In this study, using our proprietary software, we evaluated the effect of lung volume on Ai by comparing the CT data taken at full inspiration and at expiration in COPD patients. The goal of the study was to examine the effect of lung volume change on Ai in a quantitative manner. Ederle JR et.al. and Yamashiro et.al. have reported positive correlations between the changes in lung volume and the changes in size of the central airways from inspiration to expiration. In this study, we attempted to extend their observations to the more distal airways and hypothesized that the effect of lung volume on Ai might differ by airway generation, lung lobe, and/or spirometric COPD severity.
The subjects were 61 male and 6 female patients with clinically diagnosed COPD who participated in the Hokkaido COPD cohort study,  and agreed to have CT scans twice on one occasion. Based on the post-bronchodilator FEV1 (forced expiratory volume in 1 sec) data, the patients were diagnosed according to the GOLD criteria updated 2003 as: COPD at risk, 15 patients; Stage 1, 18 patients; Stage 2, 20 patients; and Stage 3, 14 patients. There were no marked physical differences, such as height and body weight, among the groups.

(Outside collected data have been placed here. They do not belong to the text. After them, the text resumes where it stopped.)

use std::fmt;
use std::str::FromStr;

use serde::{Deserialize, Serialize};

use crate::error::Error;
use crate::storage::xml;

/// The owner of a bucket or object.
#[derive(Debug, Clone, PartialEq, Eq, Serialize, Deserialize)]
pub struct Owner {
    #[serde(rename = "ID")]
    pub id: String,
    #[serde(rename = "DisplayName")]
    pub display_name: String,
}

impl Owner {
    /// Create an owner from its canonical ID and display name.
    pub fn new(id: impl Into<String>, display_name: impl Into<String>) -> Owner {
        Owner {
            id: id.into(),
            display_name: display_name.into(),
        }
    }
}

/// The principal receiving a permission.
#[derive(Debug, Clone, PartialEq, Eq, Serialize, Deserialize)]
#[serde(try_from = "GranteeFields", into = "GranteeFields")]
pub enum Grantee {
    /// An account identified by its canonical ID.
    CanonicalUser { id: String, display_name: String },
    /// An account identified by the email address it was registered with.
    AmazonCustomerByEmail { email: String },
    /// A predefined group of users.
    Group { uri: String },
}

impl Grantee {
    /// Value: "http://acs.amazonaws.com/groups/global/AllUsers"
    pub const ALL_USERS: &'static str = "http://acs.amazonaws.com/groups/global/AllUsers";
    /// Value: "http://acs.amazonaws.com/groups/global/AuthenticatedUsers"
    pub const AUTHENTICATED_USERS: &'static str =
        "http://acs.amazonaws.com/groups/global/AuthenticatedUsers";
    /// Value: "http://acs.amazonaws.com/groups/s3/LogDelivery"
    pub const LOG_DELIVERY: &'static str = "http://acs.amazonaws.com/groups/s3/LogDelivery";

    pub fn canonical_user(id: impl Into<String>, display_name: impl Into<String>) -> Grantee {
        Grantee::CanonicalUser {
            id: id.into(),
            display_name: display_name.into(),
        }
    }

    pub fn email(email: impl Into<String>) -> Grantee {
        Grantee::AmazonCustomerByEmail {
            email: email.into(),
        }
    }

    pub fn group(uri: impl Into<String>) -> Grantee {
        Grantee::Group { uri: uri.into() }
    }

    /// The `xsi:type` discriminator of this grantee.
    pub fn type_name(&self) -> &'static str {
        match self {
            Grantee::CanonicalUser { .. } => "CanonicalUser",
            Grantee::AmazonCustomerByEmail { .. } => "AmazonCustomerByEmail",
            Grantee::Group { .. } => "Group",
        }
    }

    /// The populated fields as `(element name, value)` pairs, in declaration order.
    pub fn fields(&self) -> Vec<(&'static str, &str)> {
        match self {
            Grantee::CanonicalUser { id, display_name } => {
                vec![("ID", id.as_str()), ("DisplayName", display_name.as_str())]
            }
            Grantee::AmazonCustomerByEmail { email } => vec![("EmailAddress", email.as_str())],
            Grantee::Group { uri } => vec![("URI", uri.as_str())],
        }
    }
}

/// Loosely-shaped grantee input, as found in JSON documents or untyped callers.
///
/// Exactly one of the shapes `{ID, DisplayName}`, `{EmailAddress}` or `{URI}`
/// must be populated for the conversion into [`Grantee`] to succeed.
#[derive(Debug, Clone, Default, PartialEq, Eq, Serialize, Deserialize)]
pub struct GranteeFields {
    #[serde(rename = "ID", default, skip_serializing_if = "Option::is_none")]
    pub id: Option<String>,
    #[serde(rename = "DisplayName", default, skip_serializing_if = "Option::is_none")]
    pub display_name: Option<String>,
    #[serde(rename = "EmailAddress", default, skip_serializing_if = "Option::is_none")]
    pub email: Option<String>,
    #[serde(rename = "URI", default, skip_serializing_if = "Option::is_none")]
    pub uri: Option<String>,
}

impl GranteeFields {
    fn present(&self) -> Vec<String> {
        [
            ("ID", self.id.is_some()),
            ("DisplayName", self.display_name.is_some()),
            ("EmailAddress", self.email.is_some()),
            ("URI", self.uri.is_some()),
        ]
        .iter()
        .filter(|(_, present)| *present)
        .map(|(name, _)| name.to_string())
        .collect()
    }
}

impl TryFrom<GranteeFields> for Grantee {
    type Error = Error;

    fn try_from(fields: GranteeFields) -> Result<Grantee, Error> {
        let present = fields.present();
        match fields {
            GranteeFields {
                id: Some(id),
                display_name: Some(display_name),
                email: None,
                uri: None,
            } => Ok(Grantee::CanonicalUser { id, display_name }),
            GranteeFields {
                id: None,
                display_name: None,
                email: Some(email),
                uri: None,
            } => Ok(Grantee::AmazonCustomerByEmail { email }),
            GranteeFields {
                id: None,
                display_name: None,
                email: None,
                uri: Some(uri),
            } => Ok(Grantee::Group { uri }),
            _ => Err(Error::InvalidGranteeShape { fields: present }),
        }
    }
}

impl From<Grantee> for GranteeFields {
    fn from(grantee: Grantee) -> GranteeFields {
        match grantee {
            Grantee::CanonicalUser { id, display_name } => GranteeFields {
                id: Some(id),
                display_name: Some(display_name),
                ..GranteeFields::default()
            },
            Grantee::AmazonCustomerByEmail { email } => GranteeFields {
                email: Some(email),
                ..GranteeFields::default()
            },
            Grantee::Group { uri } => GranteeFields {
                uri: Some(uri),
                ..GranteeFields::default()
            },
        }
    }
}

/// An ACL permission level.
#[derive(Debug, Clone, Copy, PartialEq, Eq, Hash, Serialize, Deserialize)]
#[serde(rename_all = "SCREAMING_SNAKE_CASE")]
pub enum Permission {
    FullControl,
    Write,
    WriteAcp,
    Read,
    ReadAcp,
}

impl Permission {
    pub const ALL: [Permission; 5] = [
        Permission::FullControl,
        Permission::Write,
        Permission::WriteAcp,
        Permission::Read,
        Permission::ReadAcp,
    ];

    pub fn as_str(&self) -> &'static str {
        match self {
            Permission::FullControl => "FULL_CONTROL",
            Permission::Write => "WRITE",
            Permission::WriteAcp => "WRITE_ACP",
            Permission::Read => "READ",
            Permission::ReadAcp => "READ_ACP",
        }
    }
}

impl FromStr for Permission {
    type Err = Error;

    fn from_str(s: &str) -> Result<Permission, Error> {
        Permission::ALL
            .iter()
            .copied()
            .find(|permission| permission.as_str() == s)
            .ok_or_else(|| Error::InvalidPermission {
                value: s.to_string(),
            })
    }
}

impl fmt::Display for Permission {
    fn fmt(&self, f: &mut fmt::Formatter) -> fmt::Result {
        f.write_str(self.as_str())
    }
}

/// A single permission given to a grantee.
#[derive(Debug, Clone, PartialEq, Eq, Serialize, Deserialize)]
pub struct Grant {
    #[serde(rename = "Grantee")]
    pub grantee: Grantee,
    #[serde(rename = "Permission")]
    pub permission: Permission,
}

impl Grant {
    pub fn new(grantee: Grantee, permission: Permission) -> Grant {
        Grant {
            grantee,
            permission,
        }
    }
}

/// An explicit access control policy: an owner and an ordered list of grants.
///
/// Grants are kept in the order they were given, duplicates included.
#[derive(Debug, Clone, PartialEq, Eq, Serialize, Deserialize)]
pub struct AccessControlPolicy {
    #[serde(rename = "Owner")]
    pub owner: Owner,
    #[serde(rename = "AccessControlList", default)]
    pub grants: Vec<Grant>,
}

impl AccessControlPolicy {
    pub fn new(owner: Owner) -> AccessControlPolicy {
        AccessControlPolicy {
            owner,
            grants: Vec::new(),
        }
    }

    /// Append a grant to the policy.
    pub fn grant(mut self, grantee: Grantee, permission: Permission) -> AccessControlPolicy {
        self.grants.push(Grant::new(grantee, permission));
        self
    }

    /// Render the policy as the XML document sent to the service.
    pub fn to_xml(&self) -> Result<Vec<u8>, Error> {
        xml::to_xml(self)
    }

    /// Parse a policy from an `AccessControlPolicy` XML document.
    pub fn from_xml(input: &str) -> Result<AccessControlPolicy, Error> {
        xml::from_xml(input)
    }

    /// Parse a policy from its JSON form:
    ///
    /// ```json
    /// {
    ///   "Owner": { "ID": "1", "DisplayName": "me" },
    ///   "AccessControlList": [
    ///     { "Grantee": { "URI": "http://acs.amazonaws.com/groups/global/AllUsers" }, "Permission": "READ" }
    ///   ]
    /// }
    /// ```
    ///
    /// Grantee shapes and permissions are validated before anything else
    /// happens, so a malformed grant surfaces as
    /// [`Error::InvalidGranteeShape`] or [`Error::InvalidPermission`].
    pub fn from_json(input: &str) -> Result<AccessControlPolicy, Error> {
        let raw: RawPolicy = json::from_str(input)?;
        let grants = raw
            .grants
            .into_iter()
            .map(|grant| {
                Ok(Grant {
                    grantee: Grantee::try_from(grant.grantee)?,
                    permission: grant.permission.parse()?,
                })
            })
            .collect::<Result<Vec<_>, Error>>()?;
        Ok(AccessControlPolicy {
            owner: raw.owner,
            grants,
        })
    }
}

#[derive(Deserialize)]
struct RawPolicy {
    #[serde(rename = "Owner")]
    owner: Owner,
    #[serde(rename = "AccessControlList", default)]
    grants: Vec<RawGrant>,
}

#[derive(Deserialize)]
struct RawGrant {
    #[serde(rename = "Grantee")]
    grantee: GranteeFields,
    #[serde(rename = "Permission")]
    permission: String,
}

/// A predefined access control policy applied through the `x-amz-acl` header.
#[derive(Debug, Clone, Copy, PartialEq, Eq, Hash)]
pub enum CannedAcl {
    /// Owner gets FULL_CONTROL. No one else has access rights.
    Private,
    /// Owner gets FULL_CONTROL. The AllUsers group gets READ access.
    PublicRead,
    /// Owner gets FULL_CONTROL. The AllUsers group gets READ and WRITE access.
    PublicReadWrite,
    /// Owner gets FULL_CONTROL. The AuthenticatedUsers group gets READ access.
    AuthenticatedRead,
}

impl CannedAcl {
    pub const ALL: [CannedAcl; 4] = [
        CannedAcl::Private,
        CannedAcl::PublicRead,
        CannedAcl::PublicReadWrite,
        CannedAcl::AuthenticatedRead,
    ];

    /// Get the S3 ACL header value.
    pub fn as_str(&self) -> &'static str {
        match self {
            CannedAcl::Private => "private",
            CannedAcl::PublicRead => "public-read",
            CannedAcl::PublicReadWrite => "public-read-write",
            CannedAcl::AuthenticatedRead => "authenticated-read",
        }
    }
}

impl FromStr for CannedAcl {
    type Err = Error;

    fn from_str(s: &str) -> Result<CannedAcl, Error> {
        CannedAcl::ALL
            .iter()
            .copied()
            .find(|acl| acl.as_str() == s)
            .ok_or_else(|| Error::InvalidAclKeyword {
                value: s.to_string(),
            })
    }
}

impl fmt::Display for CannedAcl {
    fn fmt(&self, f: &mut fmt::Formatter) -> fmt::Result {
        f.write_str(self.as_str())
    }
}

/// The access control to apply: either an explicit policy or a canned ACL.
#[derive(Debug, Clone, PartialEq, Eq)]
pub enum Acl {
    Policy(AccessControlPolicy),
    Canned(CannedAcl),
}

All subjects were patients who participated in Hokkaido University Hospital. They underwent CT scans and lung function tests on a single day, except for some who attended twice within an interval of ≤1 week. Prior to the CT scans, the subjects were carefully instructed by a radiologist how to hold their breath by recorded voice instructions at deep inspiration and at relaxed expiration. This study was conducted in accordance with the amended Declaration of Helsinki. The Health Authority Research Ethics Committee of Hokkaido University School of Medicine approved the protocol as part of the Hokkaido COPD cohort study, and written, informed consent was obtained from all patients.
Pulmonary function tests
A rolling seal type of spirometer CHESTAC-33 (CHEST M.I., Inc., Tokyo, Japan) was used. The results of pulmonary function tests met the requirements of the Japanese Respiratory Society guideline, which are similar to those of the American Thoracic Society (ATS). Acceptable maneuvers were defined as those with peak expiratory flow within 10% of the maximum observed, a rapid start, absence of major flow fluctuations, and adequate expiration time. Reproducible maneuvers agreed within 200 mL of the larger FEV1. The FEV1 and forced vital capacity (FVC) values taken to characterize each participant were the maximum results obtained from acceptable maneuvers. Forced expiratory volume in 1 second (FEV1) and forced vital capacity (FVC) were expressed as percentages of predicted values according to the prediction equations of the Japanese Respiratory Society. Lung volumes (total lung capacity (TLC), functional residual capacity (FRC), and residual volume (RV)) were measured by the helium closed circuit method. Lung volumes were expressed as percentages of predicted values according to the prediction equations of Nishida.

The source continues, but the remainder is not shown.